Антидекамерон - Кисилевский Вениамин Ефимович - Страница 42
- Предыдущая
- 42/51
- Следующая
Парадокс же заключался в том, что человека более славянской внешности трудно было сыскать – светловолосый, светлоглазый, с безупречным носом. А с теми же анекдотами вообще чехарда какая-то получалась. Никто не принимал его за еврея, да и фамилия у него была нейтральная, поэтому позволяли себе некоторые, не подозревавшие о Борькиной принадлежности, ядовитые шуточки, от которых воздержались бы, зная, что рядом находится еврей. В колхозе же на первом курсе он так отметелил одного словоблуда, оказавшегося на Борькину беду партийным деятелем, что едва не вылетел из института, отделался комсомольским строгачом. Сейчас разгоравшийся спор никакой национальной окраски не имел, однако Дегтярев, увидевший, что Хазин заводится, счел за лучшее увести разговор в сторону, пошутил, чтобы разрядить обстановку:
– Борис Семенович, похоже, пытается избежать опустевшего кресла, увлечь нас в непроходимые полемические дебри. Не выйдет, гражданин Хазин, мы не поддадимся на ваши происки!
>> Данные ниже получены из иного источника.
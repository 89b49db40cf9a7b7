// Prompt templates for every model task. Placeholders are `{name}` and are filled
// by `prompts::render`, which never re-expands text it has already inserted.

/// Batch scoring. Expects `{job_description}` and `{resumes}`.
pub const SCORING_PROMPT: &str = r#"You are an expert technical recruiter and hiring manager with years of experience. Your task is to analyze a list of resumes against a given job description and provide a structured JSON output.

JOB DESCRIPTION:
{job_description}

RESUMES TO ANALYZE:
{resumes}

INSTRUCTIONS:
1. Carefully read the Job Description to understand the key requirements, skills, and experience needed.
2. For each resume, perform the following analysis:
   a. Identify the candidate's name. If no name is found, use the filename or "Unknown Candidate".
   b. Calculate a "matchScore" from 1 to 10, where 1 is a very poor match and 10 is a perfect match. The score must be based on how well the candidate's skills and experience align with the requirements of the job description.
   c. Write a concise "justification" (2-3 sentences) explaining the reasoning behind the matchScore.
   d. Extract a list of the most relevant "extractedSkills" from the resume that match the job description.
   e. Provide a brief "extractedExperienceSummary" (2-3 sentences) summarizing their relevant work history.
3. Return exactly one object per resume, using the resume ID from the input as "id".
4. You MUST respond with a valid JSON array and no text outside the JSON array. Do not use markdown formatting. Each object in the array must have this schema:
{
  "id": "string (the resume ID from the input)",
  "name": "string",
  "matchScore": "number (integer from 1-10)",
  "justification": "string",
  "extractedSkills": ["string"],
  "extractedExperienceSummary": "string"
}"#;

/// Delimited block for one resume inside [`SCORING_PROMPT`].
pub const RESUME_BLOCK: &str = "--- RESUME START ---\nID: {id}\nFILENAME: {file_name}\n\n{text}\n--- RESUME END ---";

/// Single-resume Q&A. Expects `{job_description}`, `{resume_text}`, `{question}`.
pub const RESUME_QUESTION_PROMPT: &str = r#"You are an expert career coach and hiring manager. Your task is to provide insightful answers to questions about a candidate's resume, considering the context of a specific job description. Be helpful, insightful, and constructive. Go beyond what is just written in the resume and provide strategic advice.

JOB DESCRIPTION CONTEXT:
{job_description}

CANDIDATE'S RESUME:
{resume_text}

USER'S QUESTION:
{question}

YOUR INSIGHTFUL ANSWER:"#;

/// Consultant chat. Expects `{job_description}`, `{resume_file_names}`, `{history}`.
pub const CONSULTANT_PROMPT: &str = r#"You are an AI-powered Career and Recruitment Consultant. You have been provided with the context of a job description, a list of resume filenames that have been uploaded, and the current conversation history. Your goal is to provide expert advice.

CONTEXT:
- Job Description: {job_description}
- Resumes Uploaded: {resume_file_names}
- Conversation History:
{history}

Based on all available context, provide a helpful and concise answer to the user's last message. Do not repeat the context in your answer."#;

/// Resume generation. Expects the personal detail fields plus pre-rendered
/// `{experience}` and `{education}` sections.
pub const RESUME_GENERATION_PROMPT: &str = r#"You are a professional resume writer. Your task is to generate a complete, well-formatted resume in plain text based on the structured data provided by a user. Use strong action verbs and a professional tone.

USER DATA:
- Full Name: {full_name}
- Email: {email}
- Phone Number: {phone_number}
- Address: {address}
- Professional Summary: {summary}
- Work Experience:
{experience}
- Education:
{education}
- Skills: {skills}

Generate the complete resume text based on the data above. Ensure clean formatting with clear headings (e.g., SUMMARY, WORK EXPERIENCE, EDUCATION, SKILLS). Do not include any introductory or concluding text. Just provide the resume content itself."#;

pub const EXPERIENCE_BLOCK: &str = "Company: {company}\nJob Title: {job_title}\nDates: {start_date} - {end_date}\nResponsibilities:\n{responsibilities}";

pub const EDUCATION_BLOCK: &str = "School: {school}\nDegree: {degree}\nDates: {start_date} - {end_date}";
use anyhow::{Context, Result};
use sqlx::postgres::PgPoolOptions;
use sqlx::PgPool;
use tracing::info;

/// Creates a PostgreSQL connection pool and applies pending migrations.
pub async fn create_pool(database_url: &str) -> Result<PgPool> {
    info!("Connecting to PostgreSQL...");

    let pool = PgPoolOptions::new()
        .max_connections(10)
        .connect(database_url)
        .await
        .context("Failed to connect to PostgreSQL")?;

    sqlx::migrate!("./migrations")
        .run(&pool)
        .await
        .context("Failed to run database migrations")?;

    info!("PostgreSQL connection pool established");
    Ok(pool)
}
– Ничего я не избегаю, – пожал плечами Хазин. – Все так все. И не я, кстати, эти разборки сейчас затеял.
– Тогда мы – воплощенное внимание, – нарочито беспечно продолжил Дегтярев. – Сгораем от любопытства.
Ему и в самом деле любопытно было, о чем расскажет Борька. Дружили почти сорок лет, были друг с другом откровенны. И что-то не мог Дегтярев припомнить о каком-нибудь любовном проколе в Борькиной жизни, даже в его холостую бытность. Семьянином Борька был примерным, но не безгрешным – о нескольких хазинских интрижках Дегтярев знал. Смотрел, как тот неторопливо усаживается в нагретое уже кресло, тоже закуривает.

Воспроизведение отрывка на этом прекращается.